┏━━

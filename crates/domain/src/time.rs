//! Time and timestamp helpers.

use chrono::{DateTime, Timelike, Utc};

use crate::schedule::TimeOfDay;

/// UTC timestamp used for event reception times and audit fields.
pub type Timestamp = DateTime<Utc>;

/// Return the current UTC time.
#[must_use]
pub fn now() -> Timestamp {
    Utc::now()
}

/// Return the current wall-clock time of day in the local timezone.
///
/// Rule windows are written against the clock on the wall ("23:00 to 06:00"),
/// so trigger gating uses local time, not UTC.
#[must_use]
pub fn local_time_of_day() -> TimeOfDay {
    let local = chrono::Local::now();
    TimeOfDay::try_from(local.num_seconds_from_midnight())
        .unwrap_or_else(|_| TimeOfDay::midnight())
}
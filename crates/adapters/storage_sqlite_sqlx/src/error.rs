//! Storage-specific error type wrapping sqlx errors.

use lumen_domain::error::LumenError;

/// Errors originating from the `SQLite` storage layer.
#[derive(Debug, thiserror::Error)]
pub enum StorageError {
    /// A query or connection failed.
    #[error("database error")]
    Database(#[from] sqlx::Error),

    /// Failed to run migrations.
    #[error("migration error")]
    Migration(#[from] sqlx::migrate::MigrateError),
}

impl From<StorageError> for LumenError {
    fn from(err: StorageError) -> Self {
        Self::Storage(Box::new(err))
    }
}
//! # lumen-adapter-storage-sqlite-sqlx
//!
//! `SQLite` persistence adapter using [sqlx](https://docs.rs/sqlx).
//!
//! ## Responsibilities
//! - Implement the storage port traits defined in `lumen-app::ports::storage`
//! - Manage the `SQLite` connection pool lifecycle
//! - Run database migrations (using sqlx embedded migrations)
//! - Map between domain types and database rows
//!
//! ## Dependency rule
//! Depends on `lumen-app` (for port traits) and `lumen-domain` (for domain
//! types). The `app` and `domain` crates must never reference this adapter.

mod error;
mod light_repo;
mod pool;
mod profile_store;
mod rule_repo;

pub use error::StorageError;
pub use light_repo::SqliteLightRepository;
pub use pool::{Config, Database};
pub use profile_store::SqliteProfileStore;
pub use rule_repo::SqliteRuleRepository;
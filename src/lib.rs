//! Blobfetch Core Library
//!
//! Resilient range-based HTTP transport for distributing large
//! AI-model blobs (multi-gigabyte GGUF files) through OCI-style
//! registries. The distribution client installs these transports into
//! its HTTP stack; callers then just see an ordinary streaming
//! response body, while underneath a single large GET is fanned out
//! into concurrent byte-range sub-requests and interrupted transfers
//! are resumed from the last delivered byte.
//!
//! # Architecture
//!
//! Everything lives in the [`transport`] module:
//! - header utilities (Content-Range parsing, validator classification)
//! - a HEAD capability probe
//! - the parallel chunking transport
//! - the resumable retry transport
//!
//! Manifest/layer modeling, the local content store, tarball packaging
//! and the CLI are external collaborators: they consume an HTTP client
//! configured with these transports and have no bearing on this crate.

// Clippy lints - strict for library code
#![deny(clippy::unwrap_used)]
#![deny(clippy::expect_used)]
#![warn(clippy::pedantic)]
#![allow(clippy::module_name_repetitions)]

pub mod transport;

// Re-export commonly used types
pub use transport::{
    Body, DEFAULT_MAX_CHUNKS_PER_REQUEST, DEFAULT_MAX_RETRIES, DEFAULT_MIN_CHUNK_SIZE,
    HostLimiter, HttpTransport, ParallelOptions, ParallelTransport, Request, ResourceInfo,
    Response, ResumeTransport, Transport, TransportError, Validator,
};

┗━━

■ WHAT TO DO
What is the number of lines above that contain the string "layer"? Answer with the number alone.

■ WRITTEN RESPONSE
2